Verbrechen ist Vertrauenssache

Titel: Verbrechen ist Vertrauenssache
Autoren: Carl Hanser Verlag
Vom Netzwerk:
EINS
    Als der Engel die Tür öffnete, trat Parker als erster in die Dunkelheit des Korridors unter der Bühne. Ein Kirchenlied drang disharmonisch durch die Mauern aus rauhen Hohlblocksteinen – ein Klangbrei aus Tausenden von Stimmen. Der Engel sagte: »Ich bin mir nicht sicher …«
    »Wir schon«, sagte Parker. Er hielt die feuersichere Tür mit der gespreizten Hand auf und nickte Mackey und Liss zu, die mit ihren Seesäcken rasch an ihm vorbeischlüpften. Parker schloss die Stahltür und zog den Hebel hoch, um sie zu verriegeln, während Liss seinen Seesack mit einem gedämpften metallischen Klirren abstellte und die Schnur löste, mit der er zugebunden war. Mackeys Seesack war vollgestopft mit noch mehr Seesäcken und blieb vorerst auf seiner Schulter. Liss schob das grobe Segeltuch des Sacks so weit hinunter, dass die matt glänzenden Läufe zu sehen waren, zog die drei Schrotflinten hervor, reichte zwei davon an Parker und Mackey weiter und warf sich den leeren Sack über die Schulter.

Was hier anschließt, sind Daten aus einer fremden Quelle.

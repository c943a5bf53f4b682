//! Table schema registry.
//!
//! Static description of every logical table the cache knows: its primary
//! key field, the foreign keys it carries, and the fetcher that bulk-loads
//! it. Built once and immutable afterwards.

use std::collections::HashMap;
use std::fmt;
use std::sync::Arc;

use hydrate_core::{HydrateResult, SchemaError};

use super::traits::BulkFetcher;

/// A field in one table holding the primary key of a record in another.
#[derive(Debug, Clone, PartialEq, Eq)]
pub struct ForeignKey {
    /// Field carrying the reference.
    pub field: String,
    /// Table whose primary key the field holds.
    pub target_table: String,
}

/// Schema of one logical table.
#[derive(Clone)]
pub struct TableSchema {
    name: String,
    primary_key: String,
    foreign_keys: Vec<ForeignKey>,
    fetcher: Arc<dyn BulkFetcher>,
}

impl TableSchema {
    pub fn new(
        name: impl Into<String>,
        primary_key: impl Into<String>,
        fetcher: Arc<dyn BulkFetcher>,
    ) -> Self {
        Self {
            name: name.into(),
            primary_key: primary_key.into(),
            foreign_keys: Vec::new(),
            fetcher,
        }
    }

    /// Declare that `field` references the primary key of `target_table`.
    pub fn with_foreign_key(
        mut self,
        field: impl Into<String>,
        target_table: impl Into<String>,
    ) -> Self {
        self.foreign_keys.push(ForeignKey {
            field: field.into(),
            target_table: target_table.into(),
        });
        self
    }

    pub fn name(&self) -> &str {
        &self.name
    }

    pub fn primary_key(&self) -> &str {
        &self.primary_key
    }

    /// Foreign keys in declaration order.
    pub fn foreign_keys(&self) -> &[ForeignKey] {
        &self.foreign_keys
    }

    pub fn fetcher(&self) -> &Arc<dyn BulkFetcher> {
        &self.fetcher
    }
}

impl fmt::Debug for TableSchema {
    fn fmt(&self, f: &mut fmt::Formatter<'_>) -> fmt::Result {
        f.debug_struct("TableSchema")
            .field("name", &self.name)
            .field("primary_key", &self.primary_key)
            .field("foreign_keys", &self.foreign_keys)
            .finish_non_exhaustive()
    }
}

/// Read-only mapping from table name to schema.
#[derive(Debug, Clone)]
pub struct SchemaRegistry {
    tables: HashMap<String, TableSchema>,
    /// Registration order, for deterministic iteration.
    order: Vec<String>,
}

impl SchemaRegistry {
    /// Build a registry, rejecting duplicate tables, empty primary keys and
    /// foreign keys that point at tables not in the set.
    pub fn new(schemas: Vec<TableSchema>) -> HydrateResult<Self> {
        let mut tables = HashMap::with_capacity(schemas.len());
        let mut order = Vec::with_capacity(schemas.len());

        for schema in schemas {
            if schema.primary_key.is_empty() {
                return Err(SchemaError::EmptyPrimaryKey {
                    table: schema.name.clone(),
                }
                .into());
            }
            if tables.contains_key(&schema.name) {
                return Err(SchemaError::DuplicateTable {
                    table: schema.name.clone(),
                }
                .into());
            }
            order.push(schema.name.clone());
            tables.insert(schema.name.clone(), schema);
        }

        for schema in tables.values() {
            for fk in &schema.foreign_keys {
                if !tables.contains_key(&fk.target_table) {
                    return Err(SchemaError::UnknownForeignTable {
                        table: schema.name.clone(),
                        field: fk.field.clone(),
                        target: fk.target_table.clone(),
                    }
                    .into());
                }
            }
        }

        Ok(Self { tables, order })
    }

    pub fn get(&self, table: &str) -> Option<&TableSchema> {
        self.tables.get(table)
    }

    /// Table names in registration order.
    pub fn table_names(&self) -> impl Iterator<Item = &str> {
        self.order.iter().map(String::as_str)
    }

    pub fn len(&self) -> usize {
        self.tables.len()
    }

    pub fn is_empty(&self) -> bool {
        self.tables.is_empty()
    }
}

#[cfg(test)]
mod tests {
    use super::*;
    use crate::cache::traits::{fetcher_fn, FetchContext};
    use hydrate_core::{FetchError, HydrateError, Record};

    fn noop() -> Arc<dyn BulkFetcher> {
        fetcher_fn(|_ctx: FetchContext, _ids: Vec<String>| async {
            Ok::<Vec<Record>, FetchError>(Vec::new())
        })
    }

    #[test]
    fn test_registry_lookup() {
        let registry = SchemaRegistry::new(vec![
            TableSchema::new("Account", "Id", noop()),
            TableSchema::new("Opportunity", "Id", noop()).with_foreign_key("AccountId", "Account"),
        ])
        .unwrap();

        assert_eq!(registry.len(), 2);
        let opportunity = registry.get("Opportunity").unwrap();
        assert_eq!(opportunity.primary_key(), "Id");
        assert_eq!(
            opportunity.foreign_keys(),
            &[ForeignKey {
                field: "AccountId".to_string(),
                target_table: "Account".to_string(),
            }]
        );
        assert!(registry.get("Lead").is_none());
        assert_eq!(
            registry.table_names().collect::<Vec<_>>(),
            vec!["Account", "Opportunity"]
        );
    }

    #[test]
    fn test_rejects_duplicate_table() {
        let err = SchemaRegistry::new(vec![
            TableSchema::new("Account", "Id", noop()),
            TableSchema::new("Account", "Id", noop()),
        ])
        .unwrap_err();
        assert!(matches!(
            err,
            HydrateError::Schema(SchemaError::DuplicateTable { .. })
        ));
    }

    #[test]
    fn test_rejects_dangling_foreign_key() {
        let err = SchemaRegistry::new(vec![
            TableSchema::new("Case", "Id", noop()).with_foreign_key("AccountId", "Account"),
        ])
        .unwrap_err();
        assert!(matches!(
            err,
            HydrateError::Schema(SchemaError::UnknownForeignTable { ref target, .. }) if target == "Account"
        ));
    }

    #[test]
    fn test_rejects_empty_primary_key() {
        let err = SchemaRegistry::new(vec![TableSchema::new("Account", "", noop())]).unwrap_err();
        assert!(matches!(
            err,
            HydrateError::Schema(SchemaError::EmptyPrimaryKey { .. })
        ));
    }

    #[test]
    fn test_self_reference_is_allowed() {
        let registry = SchemaRegistry::new(vec![
            TableSchema::new("Account", "Id", noop()).with_foreign_key("ParentId", "Account"),
        ])
        .unwrap();
        assert_eq!(registry.get("Account").unwrap().foreign_keys().len(), 1);
    }
}
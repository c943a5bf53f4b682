//! Per-table expiring record store.
//!
//! Each entry carries a sliding whole-record TTL, and each field inside it
//! carries its own last-touched instant so a record fetched with a narrow
//! projection can later be topped up with more columns without evicting
//! what is already known.

use std::collections::HashMap;
use std::time::Duration;

use chrono::Utc;
use dashmap::DashMap;
use hydrate_core::{FieldValue, Record, Timestamp};
use tokio::time::Instant;

#[derive(Debug, Clone)]
struct CachedField {
    value: FieldValue,
    touched_at: Instant,
}

/// A cached record with per-field freshness.
#[derive(Debug, Clone)]
struct CachedRecord {
    fields: HashMap<String, CachedField>,
    /// Last read or write of the entry as a whole.
    touched_at: Instant,
    /// Last time field values were written.
    written_at: Timestamp,
}

impl CachedRecord {
    fn new(now: Instant) -> Self {
        Self {
            fields: HashMap::new(),
            touched_at: now,
            written_at: Utc::now(),
        }
    }

    fn is_expired(&self, now: Instant, ttl: Duration) -> bool {
        now.saturating_duration_since(self.touched_at) >= ttl
    }

    fn merge(&mut self, record: Record, now: Instant) {
        for (name, value) in record {
            self.fields.insert(
                name,
                CachedField {
                    value,
                    touched_at: now,
                },
            );
        }
        self.touched_at = now;
        self.written_at = Utc::now();
    }

    fn fresh_fields(&self, now: Instant, ttl: Duration) -> Record {
        self.fields
            .iter()
            .filter(|(_, f)| now.saturating_duration_since(f.touched_at) < ttl)
            .map(|(name, f)| (name.clone(), f.value.clone()))
            .collect()
    }

    /// Slide the entry TTL, then the TTL of every requested field that is
    /// still fresh (all fresh fields when `fields` is `None`).
    ///
    /// Returns whether every requested field was present and fresh.
    fn refresh(&mut self, now: Instant, ttl: Duration, fields: Option<&[String]>) -> bool {
        self.touched_at = now;
        match fields {
            None => {
                let mut any_fresh = false;
                for field in self.fields.values_mut() {
                    if now.saturating_duration_since(field.touched_at) < ttl {
                        field.touched_at = now;
                        any_fresh = true;
                    }
                }
                any_fresh
            }
            Some(requested) => {
                let mut complete = true;
                for name in requested {
                    match self.fields.get_mut(name) {
                        Some(field) if now.saturating_duration_since(field.touched_at) < ttl => {
                            field.touched_at = now;
                        }
                        _ => complete = false,
                    }
                }
                complete
            }
        }
    }
}

/// Result of a projected lookup.
#[derive(Debug, Clone, PartialEq)]
pub enum Projection {
    /// Every requested field is cached and fresh.
    Complete { record: Record, written_at: Timestamp },
    /// The entry exists but some requested fields are missing or expired.
    Partial { record: Record, written_at: Timestamp },
    /// No live entry.
    Missing,
}

impl Projection {
    /// Returns true for `Complete`.
    pub fn is_complete(&self) -> bool {
        matches!(self, Self::Complete { .. })
    }

    /// The complete record, if any.
    pub fn into_complete(self) -> Option<(Record, Timestamp)> {
        match self {
            Self::Complete { record, written_at } => Some((record, written_at)),
            _ => None,
        }
    }
}

/// What one sweep pass reclaimed.
#[derive(Debug, Clone, Copy, Default, PartialEq, Eq)]
pub struct SweepOutcome {
    pub entries_removed: usize,
    pub fields_removed: usize,
}

/// Concurrency-safe expiring store for one table's records.
#[derive(Debug)]
pub struct RecordStore {
    entries: DashMap<String, CachedRecord>,
    ttl: Duration,
}

impl RecordStore {
    /// Create an empty store whose entries slide by `ttl` on every access.
    pub fn new(ttl: Duration) -> Self {
        Self {
            entries: DashMap::new(),
            ttl,
        }
    }

    /// The configured sliding TTL.
    pub fn ttl(&self) -> Duration {
        self.ttl
    }

    /// Look up a record, sliding its expiration on a hit.
    pub fn get(&self, id: &str) -> Option<Record> {
        self.get_projection(id, None)
            .into_complete()
            .map(|(record, _)| record)
    }

    /// Look up a record and check that `fields` are all present and fresh.
    ///
    /// The entry TTL always slides on a hit; field TTLs slide only for the
    /// requested fields that were still fresh. With `fields = None` every
    /// fresh field is refreshed and the lookup is complete if any remain.
    pub fn get_projection(&self, id: &str, fields: Option<&[String]>) -> Projection {
        let now = Instant::now();
        let Some(mut entry) = self.entries.get_mut(id) else {
            return Projection::Missing;
        };

        if entry.is_expired(now, self.ttl) {
            drop(entry);
            self.entries
                .remove_if(id, |_, e| e.is_expired(now, self.ttl));
            return Projection::Missing;
        }

        let record = entry.fresh_fields(now, self.ttl);
        let complete = entry.refresh(now, self.ttl, fields);
        let written_at = entry.written_at;

        if complete {
            Projection::Complete { record, written_at }
        } else if record.is_empty() {
            Projection::Missing
        } else {
            Projection::Partial { record, written_at }
        }
    }

    /// Refresh a live entry and report whether it already satisfies `fields`,
    /// without cloning its contents.
    pub fn refresh_if_complete(&self, id: &str, fields: Option<&[String]>) -> bool {
        let now = Instant::now();
        match self.entries.get_mut(id) {
            Some(mut entry) if !entry.is_expired(now, self.ttl) => {
                entry.refresh(now, self.ttl, fields)
            }
            _ => false,
        }
    }

    /// Insert or merge fields for `id`. New values overwrite old ones and
    /// every touched field, plus the entry itself, gets a fresh TTL.
    pub fn put(&self, id: &str, fields: Record) {
        let now = Instant::now();
        let mut entry = self
            .entries
            .entry(id.to_string())
            .or_insert_with(|| CachedRecord::new(now));
        if entry.is_expired(now, self.ttl) {
            *entry = CachedRecord::new(now);
        }
        entry.merge(fields, now);
    }

    /// Drop an entry.
    pub fn remove(&self, id: &str) -> bool {
        self.entries.remove(id).is_some()
    }

    /// Drop every entry.
    pub fn clear(&self) {
        self.entries.clear();
    }

    /// Number of entries, including any expired ones not yet swept.
    pub fn len(&self) -> usize {
        self.entries.len()
    }

    pub fn is_empty(&self) -> bool {
        self.entries.is_empty()
    }

    /// Remove expired entries, and expired fields inside live entries.
    pub fn sweep(&self) -> SweepOutcome {
        let now = Instant::now();
        let ttl = self.ttl;
        let mut outcome = SweepOutcome::default();

        self.entries.retain(|_, entry| {
            if entry.is_expired(now, ttl) {
                outcome.entries_removed += 1;
                return false;
            }
            let before = entry.fields.len();
            entry
                .fields
                .retain(|_, f| now.saturating_duration_since(f.touched_at) < ttl);
            outcome.fields_removed += before - entry.fields.len();
            if entry.fields.is_empty() {
                outcome.entries_removed += 1;
                return false;
            }
            true
        });

        outcome
    }
}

    Blinzelnd sah der Engel ihnen zu. In seinem schweren weißen Gewand und mit den auf den Rücken geschnallten Schwingen aus echten Federn war ihm sicher selbst in der klimatisierten Arena sehr warm; er schwitzte, so dass die weiße Schminke auf seinem Gesicht zerlief und er aussah wie einer, der schon lange tot war. Unter dem Kostüm, der Schminke und dem Schweiß war ihm die Angst anzumerken, und auchdie Augen mit den winzigen Pupillen blickten ängstlich. »Es sind zu viele Wachen«, sagte er. Seine Stimme klang dünn, denn er strengte sich an, leise und gedämpft zu sprechen. »Zuviel los. Wir machen’s ein andermal. Wenn die Gelegenheit günstiger ist.«
    »Wir ziehen das jetzt durch, Tom«, sagte Liss. »Du bist bloß nervös.« Er, Parker und Mackey hatten Patronen aus ihren Hemdtaschen gezogen, die Flinten aufgeklappt und luden sie.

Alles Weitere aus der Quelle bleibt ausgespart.